Ganesha IIIT-Bangalore Samsung R&D - Bangalore India ganesha@iiitb.ac.in

# ABSTRACT

Control systems deployed in safety-critical applications face the risk of Single Event Upsets (SEUs), wherein rare, random phenomena can induce errors, potentially leading to catastrophic consequences. This paper proposes a novel approach to enhance the reliability of control algorithms by identifying conditionally relevant variables (CRVs) through a combination of static analysis and formal verification techniques. Once the CRV has been located, the compiler is instructed to produce the code that lives in the silicon chip's hardening region, remaining Non-Critical part is moved to non-hardened part. Hardening causes the cost of the chip to go up; hence, it is in our interest to harden only a portion of the chip that balances the risk of SEUs with the rise in manufacturing costs of the chip. We know that discovering the actual set of CRVs is undecidable. Slicing gives us a sound but loose upper bound of CRVs. Program analysis and verification is used to detect irrelevant variables that are missed by static slicing leading to sound and more precise estimates.

## **KEYWORDS**

Program Analysis, CRV, SEU, Hardening, Model Checking, Formal Verification

#### **ACM Reference Format:**

Ganesha and Sujit Kumar Chakrabarti. 2024. Safeguarding Controller Variables from SEUs using Static Analysis. In *17th Innovations in Software Engineering Conference (ISEC 2024), February 22–24, 2024, Bangalore, India.* ACM, New York, NY, USA, 4 pages. https://doi.org/10.1145/3641399.3641471

## **1** INTRODUCTION

The de-facto way of deploying control systems is through computing chips. The control algorithm is implemented as a software running on a micro-controller or (System on a chip) SoC device. Often, such embedded controllers function in harsh environmental conditions. In such cases, the computing components get exposed to a rare random phenomenon called single event upsets (SEU). When SEU happens, a bit in the chip would flip its value. This could lead the on-going computation to fall off track leading to errors – often with catastrophic results in safety critical applications, e.g.

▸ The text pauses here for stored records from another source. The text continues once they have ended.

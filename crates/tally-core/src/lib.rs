//! Tally Core Library
//!
//! Forecasting and anomaly detection over a tenant's ledger:
//! - Monthly aggregation, category breakdowns and moving averages
//! - Linear-regression forecasts with seasonal adjustment
//! - Z-score outliers, spending spikes, income drops, repeats and odd-hour patterns
//! - Narrative insights behind a pluggable composer
//! - Pooled SQLite ledger store and a TTL result cache
//! - TOML configuration with embedded defaults

pub mod aggregate;
pub mod anomaly;
pub mod cache;
pub mod config;
pub mod dashboard;
pub mod error;
pub mod forecast;
pub mod insights;
pub mod models;
pub mod period;
pub mod service;
pub mod stats;
pub mod store;

pub use anomaly::{
    Anomaly, AnomalyConfig, AnomalyKind, AnomalyReport, AnomalySummary, DetectOptions,
    ExpectedRange, OutlierDetector, Sensitivity, Severity,
};
pub use cache::{cache_key, CacheConfig, CacheKey, CacheKind, Cached, ResultCache};
pub use config::{default_config_path, AnalyticsConfig};
pub use dashboard::{Dashboard, DashboardKpis};
pub use error::{Error, Result};
pub use forecast::{
    ForecastConfig, ForecastEngine, ForecastMethod, ForecastPoint, ForecastReport, ForecastResult,
    SeasonalPattern, SeasonalityConfig, Trend,
};
pub use insights::{InsightComposer, InsightInput, InsightReport, TemplateComposer};
pub use models::{CategoryTotal, FlowKind, LedgerRecord, Metric, MonthlyBucket};
pub use period::{Lookback, TimeRange, YearMonth};
pub use service::{AnalyticsService, CategoryReport, MonthlyReport, SeasonalityReport, Tenant};
pub use store::{LedgerQuery, LedgerStore, MemoryLedgerStore, SqliteLedgerStore};
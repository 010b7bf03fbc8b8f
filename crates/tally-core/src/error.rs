//! Error types for Tally

use thiserror::Error;

#[derive(Error, Debug)]
pub enum Error {
    #[error("Database error: {0}")]
    Database(#[from] rusqlite::Error),

    #[error("Database pool error: {0}")]
    Pool(#[from] r2d2::Error),

    #[error("IO error: {0}")]
    Io(#[from] std::io::Error),

    #[error("JSON error: {0}")]
    Json(#[from] serde_json::Error),

    #[error("Config parse error: {0}")]
    Toml(#[from] toml::de::Error),

    #[error("Regex error: {0}")]
    Regex(#[from] regex::Error),

    #[error("Configuration error: {0}")]
    Config(String),

    #[error("Invalid data: {0}")]
    InvalidData(String),

    #[error("Insight composition error: {0}")]
    Insight(String),
}

pub type Result<T> = std::result::Result<T, Error>;
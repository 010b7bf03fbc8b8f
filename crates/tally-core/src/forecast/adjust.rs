//! Seasonal adjustment of projected points

use tracing::debug;

use crate::stats::round2;

use super::types::{ForecastPoint, SeasonalPattern};

/// Rescales forecast points that land in a seasonal month.
///
/// Adjustment is not idempotent: running it over already-adjusted points
/// scales them again. Apply it exactly once per forecast.
#[derive(Debug, Clone, Copy, Default)]
pub struct SeasonalAdjuster;

impl SeasonalAdjuster {
    /// Multiply each point whose calendar month has a pattern by
    /// `1 + deviation / 100`, recording the deviation and the original value.
    ///
    /// `overall_average` is the two-level average the patterns were measured
    /// against; deviations are already relative to it.
    pub fn adjust(
        points: &[ForecastPoint],
        patterns: Option<&[SeasonalPattern]>,
        overall_average: f64,
    ) -> Vec<ForecastPoint> {
        let Some(patterns) = patterns.filter(|p| !p.is_empty()) else {
            return points.to_vec();
        };

        points
            .iter()
            .map(|point| {
                let Some(pattern) = patterns.iter().find(|p| p.month == point.period.month())
                else {
                    return point.clone();
                };
                let factor = 1.0 + pattern.deviation_percent / 100.0;
                debug!(
                    period = %point.period,
                    deviation = pattern.deviation_percent,
                    overall_average,
                    "Applying seasonal adjustment"
                );
                ForecastPoint {
                    value: round2(point.value * factor),
                    seasonal_adjustment: Some(pattern.deviation_percent),
                    unadjusted_value: Some(point.value),
                    ..point.clone()
                }
            })
            .collect()
    }
}

#[cfg(test)]
mod tests {
    use super::*;
    use crate::forecast::types::PatternKind;
    use crate::period::YearMonth;

    fn point(index: u32, period: &str, value: f64) -> ForecastPoint {
        ForecastPoint {
            period_index: index,
            period: period.parse::<YearMonth>().unwrap(),
            value,
            seasonal_adjustment: None,
            unadjusted_value: None,
        }
    }

    fn december_high() -> Vec<SeasonalPattern> {
        vec![SeasonalPattern {
            month: 12,
            month_name: "December".to_string(),
            deviation_percent: 40.0,
            pattern: PatternKind::High,
            average_value: 1400.0,
            occurrences: 2,
        }]
    }

    #[test]
    fn test_no_patterns_is_noop() {
        let points = vec![point(1, "2024-12", 1000.0)];
        assert_eq!(SeasonalAdjuster::adjust(&points, None, 1000.0), points);
        assert_eq!(SeasonalAdjuster::adjust(&points, Some(&[]), 1000.0), points);
    }

    #[test]
    fn test_matching_month_scaled() {
        let points = vec![point(1, "2024-11", 1000.0), point(2, "2024-12", 1000.0)];
        let patterns = december_high();
        let adjusted = SeasonalAdjuster::adjust(&points, Some(&patterns), 1000.0);

        assert_eq!(adjusted[0], points[0]);
        assert_eq!(adjusted[1].value, 1400.0);
        assert_eq!(adjusted[1].seasonal_adjustment, Some(40.0));
        assert_eq!(adjusted[1].unadjusted_value, Some(1000.0));
        assert_eq!(adjusted[1].period_index, 2);
    }

    #[test]
    fn test_second_application_compounds() {
        let points = vec![point(1, "2024-12", 1000.0)];
        let patterns = december_high();

        let once = SeasonalAdjuster::adjust(&points, Some(&patterns), 1000.0);
        assert_eq!(once[0].unadjusted_value, Some(1000.0));

        let twice = SeasonalAdjuster::adjust(&once, Some(&patterns), 1000.0);
        assert_eq!(twice[0].value, 1960.0);
        assert_eq!(twice[0].unadjusted_value, Some(1400.0));
        assert_ne!(twice, once);
    }
}
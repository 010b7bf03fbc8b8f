//! Tally Web Server
//!
//! Axum-based REST API exposing forecasting and anomaly detection for the
//! Tally auto-CFO.
//!
//! Security features:
//! - Tenant identity from the `x-user-id` header set by the upstream auth gateway
//! - Restrictive CORS policy
//! - Input validation (period grammar, sensitivity, month limits)
//! - Sanitized error responses

use std::sync::Arc;

use axum::{
    extract::{Request, State},
    http::{header, HeaderMap, HeaderValue, Method, StatusCode},
    middleware::{self, Next},
    response::{IntoResponse, Response},
    routing::get,
    Json, Router,
};
use tower_http::{cors::CorsLayer, set_header::SetResponseHeaderLayer, trace::TraceLayer};
use tracing::{debug, error, info, warn};

use tally_core::{AnalyticsService, InsightComposer, ResultCache, TemplateComposer, Tenant};

mod handlers;

/// Header carrying the authenticated tenant id
pub const USER_ID_HEADER: &str = "x-user-id";

/// Server configuration
#[derive(Clone, Default)]
pub struct ServerConfig {
    /// Allowed CORS origins (empty = same-origin only)
    pub allowed_origins: Vec<String>,
}

/// Shared application state
pub struct AppState {
    pub analytics: AnalyticsService,
    pub cache: ResultCache,
    pub composer: Arc<dyn InsightComposer>,
    pub config: ServerConfig,
}

impl AppState {
    /// State with a cache sized from the analytics config and the template composer
    pub fn new(analytics: AnalyticsService, config: ServerConfig) -> Self {
        let cache = ResultCache::with_config(analytics.config().cache.clone());
        Self {
            analytics,
            cache,
            composer: Arc::new(TemplateComposer::new()),
            config,
        }
    }

    pub fn with_composer(mut self, composer: Arc<dyn InsightComposer>) -> Self {
        self.composer = composer;
        self
    }
}

/// Read the tenant id, `None` when absent or blank
pub fn get_user_id(headers: &HeaderMap) -> Option<String> {
    headers
        .get(USER_ID_HEADER)
        .and_then(|v| v.to_str().ok())
        .map(str::trim)
        .filter(|s| !s.is_empty())
        .map(str::to_string)
}

/// Tenant for a request, optionally narrowed to one client
pub fn get_tenant(headers: &HeaderMap, client_id: Option<&str>) -> Result<Tenant, AppError> {
    let user_id = get_user_id(headers).ok_or_else(AppError::unauthorized)?;
    Ok(Tenant::new(&user_id, client_id))
}

/// Tenant middleware - rejects API requests without a tenant id
///
/// Authentication itself happens upstream; this layer only refuses requests
/// the gateway did not stamp with a user.
async fn tenant_middleware(request: Request, next: Next) -> Response {
    if get_user_id(request.headers()).is_none() {
        warn!(path = %request.uri().path(), "Rejected request without tenant header");
        return AppError::unauthorized().into_response();
    }
    next.run(request).await
}

/// Create the router
pub fn create_router(state: AppState) -> Router {
    let config = state.config.clone();
    let state = Arc::new(state);

    let tenant_routes = Router::new()
        .route("/monthly", get(handlers::get_monthly))
        .route("/categories", get(handlers::get_categories))
        .route("/forecast", get(handlers::get_forecast))
        .route("/seasonality", get(handlers::get_seasonality))
        .route("/anomalies", get(handlers::get_anomalies))
        .route("/insights", get(handlers::get_insights))
        .route("/dashboard", get(handlers::get_dashboard))
        .layer(middleware::from_fn(tenant_middleware));

    let api_routes = Router::new()
        .route("/health", get(handlers::health))
        .merge(tenant_routes);

    // Build CORS layer
    let user_header = header::HeaderName::from_static(USER_ID_HEADER);
    let cors = if config.allowed_origins.is_empty() {
        // Restrictive default: only allow same-origin
        CorsLayer::new()
            .allow_methods([Method::GET, Method::OPTIONS])
            .allow_headers([header::CONTENT_TYPE, header::AUTHORIZATION, user_header])
    } else {
        let origins: Vec<HeaderValue> = config
            .allowed_origins
            .iter()
            .filter_map(|o| o.parse().ok())
            .collect();
        CorsLayer::new()
            .allow_origin(origins)
            .allow_methods([Method::GET, Method::OPTIONS])
            .allow_headers([header::CONTENT_TYPE, header::AUTHORIZATION, user_header])
    };

    Router::new()
        .nest("/api", api_routes)
        .with_state(state)
        .layer(TraceLayer::new_for_http())
        .layer(cors)
        // Security headers
        .layer(SetResponseHeaderLayer::overriding(
            header::X_CONTENT_TYPE_OPTIONS,
            HeaderValue::from_static("nosniff"),
        ))
        .layer(SetResponseHeaderLayer::overriding(
            header::X_FRAME_OPTIONS,
            HeaderValue::from_static("DENY"),
        ))
}

/// Start the server
pub async fn serve(state: AppState, host: &str, port: u16) -> anyhow::Result<()> {
    debug!(config = ?state.analytics.config(), "Analytics configuration");

    let app = create_router(state);
    let addr = format!("{}:{}", host, port);

    info!("Starting server at http://{}", addr);

    let listener = tokio::net::TcpListener::bind(&addr).await?;
    axum::serve(listener, app).await?;

    Ok(())
}

// ============================================================================
// Error Handling
// ============================================================================

/// Application error type with proper HTTP status codes
#[derive(Debug)]
pub struct AppError {
    status: StatusCode,
    message: String,
    internal: Option<anyhow::Error>,
}

impl AppError {
    pub fn bad_request(msg: &str) -> Self {
        Self {
            status: StatusCode::BAD_REQUEST,
            message: msg.to_string(),
            internal: None,
        }
    }

    pub fn unauthorized() -> Self {
        Self {
            status: StatusCode::UNAUTHORIZED,
            message: format!("Missing {} header", USER_ID_HEADER),
            internal: None,
        }
    }

    /// Map a core error: bad input is the caller's fault, the rest is ours
    pub fn from_core(err: tally_core::Error) -> Self {
        match err {
            tally_core::Error::InvalidData(msg) => Self::bad_request(&msg),
            other => Self::from(other),
        }
    }

    pub fn status(&self) -> StatusCode {
        self.status
    }
}

impl IntoResponse for AppError {
    fn into_response(self) -> Response {
        // Log the full internal error if present
        if let Some(err) = &self.internal {
            error!(error = %err, "Internal error");
        }

        let body = Json(serde_json::json!({
            "error": self.message
        }));

        (self.status, body).into_response()
    }
}

impl<E> From<E> for AppError
where
    E: Into<anyhow::Error>,
{
    fn from(err: E) -> Self {
        let err = err.into();
        Self {
            status: StatusCode::INTERNAL_SERVER_ERROR,
            // Return generic message to client
            message: "An internal error occurred".to_string(),
            // Keep full error for logging
            internal: Some(err),
        }
    }
}
//! Report handlers

use std::sync::Arc;

use axum::{
    extract::{Query, State},
    http::HeaderMap,
    Json,
};
use serde::Deserialize;

use super::parse_as_of;
use crate::{get_tenant, AppError, AppState};
use tally_core::{CategoryReport, Lookback, MonthlyReport};

/// Months returned when the caller does not say
const DEFAULT_MONTHS: u32 = 12;

/// Query parameters for the monthly report
#[derive(Debug, Deserialize)]
pub struct MonthlyQuery {
    pub client_id: Option<String>,
    /// Number of months ending with the current one
    pub months: Option<u32>,
    /// Report date (YYYY-MM-DD), defaults to today
    pub as_of: Option<String>,
}

/// GET /api/monthly - Zero-filled monthly revenue, expenses and profit
pub async fn get_monthly(
    State(state): State<Arc<AppState>>,
    Query(params): Query<MonthlyQuery>,
    headers: HeaderMap,
) -> Result<Json<MonthlyReport>, AppError> {
    let tenant = get_tenant(&headers, params.client_id.as_deref())?;
    let as_of = parse_as_of(params.as_of.as_deref())?;

    let report = state
        .analytics
        .monthly(&tenant, params.months.unwrap_or(DEFAULT_MONTHS), as_of)
        .map_err(AppError::from_core)?;

    Ok(Json(report))
}

/// Query parameters for the category breakdown
#[derive(Debug, Deserialize)]
pub struct CategoriesQuery {
    pub client_id: Option<String>,
    /// Lookback such as `30d`, `3m`, `1y`
    pub period: Option<String>,
    pub as_of: Option<String>,
}

/// GET /api/categories - Expense totals per category
pub async fn get_categories(
    State(state): State<Arc<AppState>>,
    Query(params): Query<CategoriesQuery>,
    headers: HeaderMap,
) -> Result<Json<CategoryReport>, AppError> {
    let tenant = get_tenant(&headers, params.client_id.as_deref())?;
    let as_of = parse_as_of(params.as_of.as_deref())?;
    let lookback = params
        .period
        .as_deref()
        .map(Lookback::parse)
        .unwrap_or_default();

    let report = state
        .analytics
        .categories(&tenant, lookback, as_of)
        .map_err(AppError::from_core)?;

    Ok(Json(report))
}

ISEC 2024, February 22-24, 2024, Bangalore, India

© 2024 Copyright held by the owner/author(s). Publication rights licensed to ACM. ACM ISBN 979-8-4007-1767-3/24/02

https://doi.org/10.1145/3641399.3641471

Sujit Kumar Chakrabarti IIIT-Bangalore India sujitkc@iiitb.ac.in



**Figure 1: Bounds** 

automotive, industrial automation, aerospace, oil and gas, mining and healthcare etc.

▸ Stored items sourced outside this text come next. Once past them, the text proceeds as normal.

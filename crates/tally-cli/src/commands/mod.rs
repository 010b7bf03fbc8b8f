//! CLI command implementations
//!
//! Commands are organized by domain:
//! - `core` - Shared utilities (open_store, open_service, parse_as_of) and init
//! - `import` - JSON ledger import
//! - `reports` - Monthly, forecast and anomaly reports
//! - `serve` - Web server command

pub mod core;
pub mod import;
pub mod reports;
pub mod serve;

// Re-export command functions for main.rs
pub use core::*;
pub use import::*;
pub use reports::*;
pub use serve::*;

/// Truncate a string to a maximum length, adding "..." if truncated
pub fn truncate(s: &str, max: usize) -> String {
    if s.chars().count() <= max {
        s.to_string()
    } else {
        let kept: String = s.chars().take(max.saturating_sub(3)).collect();
        format!("{}...", kept)
    }
}
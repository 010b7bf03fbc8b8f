//! Forecast and seasonality handlers

use std::sync::Arc;

use axum::{
    extract::{Query, State},
    http::HeaderMap,
    response::Response,
    Json,
};
use serde::Deserialize;
use tracing::debug;

use super::{cached_json, parse_as_of};
use crate::{get_tenant, AppError, AppState};
use tally_core::{cache_key, CacheKind, ForecastReport, Metric, SeasonalityReport, TimeRange};

/// Most periods a caller may request
const MAX_PERIODS: u32 = 24;

/// Query parameters for forecasts
#[derive(Debug, Deserialize)]
pub struct ForecastQuery {
    pub client_id: Option<String>,
    /// History preset: 30days, 90days, 180days, 1year, 2years
    pub time_range: Option<String>,
    /// Months to project
    pub periods: Option<u32>,
    pub as_of: Option<String>,
}

/// GET /api/forecast - Revenue, expense and profit forecasts with seasonality
///
/// Cached per tenant, client and time range.
pub async fn get_forecast(
    State(state): State<Arc<AppState>>,
    Query(params): Query<ForecastQuery>,
    headers: HeaderMap,
) -> Result<Response, AppError> {
    let tenant = get_tenant(&headers, params.client_id.as_deref())?;
    let time_range = TimeRange::parse_or_default(params.time_range.as_deref());

    if let Some(periods) = params.periods {
        if periods == 0 || periods > MAX_PERIODS {
            return Err(AppError::bad_request(&format!(
                "periods must be between 1 and {}",
                MAX_PERIODS
            )));
        }
    }

    let as_of = parse_as_of(params.as_of.as_deref())?;

    // Explicit overrides get their own cache entries
    let mut suffix = time_range.as_str().to_string();
    if let Some(periods) = params.periods {
        suffix.push_str(&format!(":p{}", periods));
    }
    if params.as_of.is_some() {
        suffix.push_str(&format!(":{}", as_of));
    }
    let key = cache_key(
        CacheKind::Forecast,
        &tenant.user_id,
        tenant.client_id.as_deref(),
        Some(&suffix),
    );

    let cached = state
        .cache
        .get_or_compute::<ForecastReport, _>(&key, || {
            state
                .analytics
                .forecast(&tenant, time_range, params.periods, as_of)
        })
        .map_err(AppError::from_core)?;

    debug!(variant = %suffix, from_cache = cached.from_cache, "Forecast served");

    Ok(cached_json(
        &cached.value,
        cached.from_cache,
        state.cache.ttl_secs(CacheKind::Forecast),
    ))
}

/// Query parameters for seasonality
#[derive(Debug, Deserialize)]
pub struct SeasonalityQuery {
    pub client_id: Option<String>,
    /// revenue (default), expenses, profit or transaction_count
    pub metric: Option<String>,
    pub as_of: Option<String>,
}

/// GET /api/seasonality - Calendar months that deviate from the norm
pub async fn get_seasonality(
    State(state): State<Arc<AppState>>,
    Query(params): Query<SeasonalityQuery>,
    headers: HeaderMap,
) -> Result<Json<SeasonalityReport>, AppError> {
    let tenant = get_tenant(&headers, params.client_id.as_deref())?;
    let metric = match params.metric.as_deref() {
        Some(m) => m.parse::<Metric>().map_err(|e| AppError::bad_request(&e))?,
        None => Metric::Revenue,
    };
    let as_of = parse_as_of(params.as_of.as_deref())?;

    let report = state
        .analytics
        .seasonality(&tenant, metric, as_of)
        .map_err(AppError::from_core)?;

    Ok(Json(report))
}
//! Health check

use std::sync::Arc;

use axum::{extract::State, Json};
use serde::Serialize;

use crate::AppState;

#[derive(Debug, Serialize)]
pub struct HealthResponse {
    pub status: &'static str,
    pub version: &'static str,
    pub cache_entries: u64,
}

/// GET /api/health - Liveness and cache size (no tenant required)
pub async fn health(State(state): State<Arc<AppState>>) -> Json<HealthResponse> {
    Json(HealthResponse {
        status: "ok",
        version: env!("CARGO_PKG_VERSION"),
        cache_entries: state.cache.entry_count(),
    })
}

A common technique used in the industry to safeguard electronic components from SEUs is called hardening [5]. The hardened part of the silicon can withstand the causes of SEUs, and bit-flips are avoided. The process of hardening the chip results in an increase in its cost. Therefore, it is advantageous for us to selectively harden a specific section of the chip that effectively manages the trade-off between the risk of Single Event Upsets (SEUs) and the corresponding rise in manufacturing expense.

In this paper, we outline an approach for dividing the source code of the control algorithm into two parts: one that should be placed in the hardened part of the silicon, and the other that can be left unguarded by being placed in the unhardened part. For this, we define the idea of conditional relevance of a variable. We use a combination of static analysis (program slicing) and formal verification (software model checking) to solve this problem. Note that discovering the actual set of conditionally relevant variables (CRVs) is undecidable. Slicing gives us a sound but loose upper bound of CRVs. Formal verification helps us tighten this bound without compromising soundness. This is shown schematically in Figure 1.

## 2 MOTIVATING EXAMPLE

In Figure 2, we show a fragment of code. The program computes the value of the output variable 'output'. Suppose that there is correctness condition imposed on the system that says that output should be less than or equal to 10. We can see that it is possible to violate this condition in the given code. The program iterates through the outer while loop exactly 7 times. If the branch condition (x > 10) is false, output would be incremented by 1 in each iteration. In 7 iteration, its value would be 11, which would violate the safety condition. But, an interesting aspect of this situation is that the above computation never uses the value of y. This is not to say that output is not dependent on y; in fact, it is dependent on y. A traditional static slicing would reveal this to us. But what this technique would fail to discover is that output doesn't depend on y's

Permission to make digital or hard copies of all or part of this work for personal or classroom use is granted without fee provided that copies are not made or distributed for profit or commercial advantage and that copies bear this notice and the full citation on the first page. Copyrights for components of this work owned by others than the author(s) must be honored. Abstracting with credit is permitted. To copy otherwise, or republish, to post on servers or to redistribute to lists, requires prior specific permission and/or a fee. Request permissions from permissions@acm.org.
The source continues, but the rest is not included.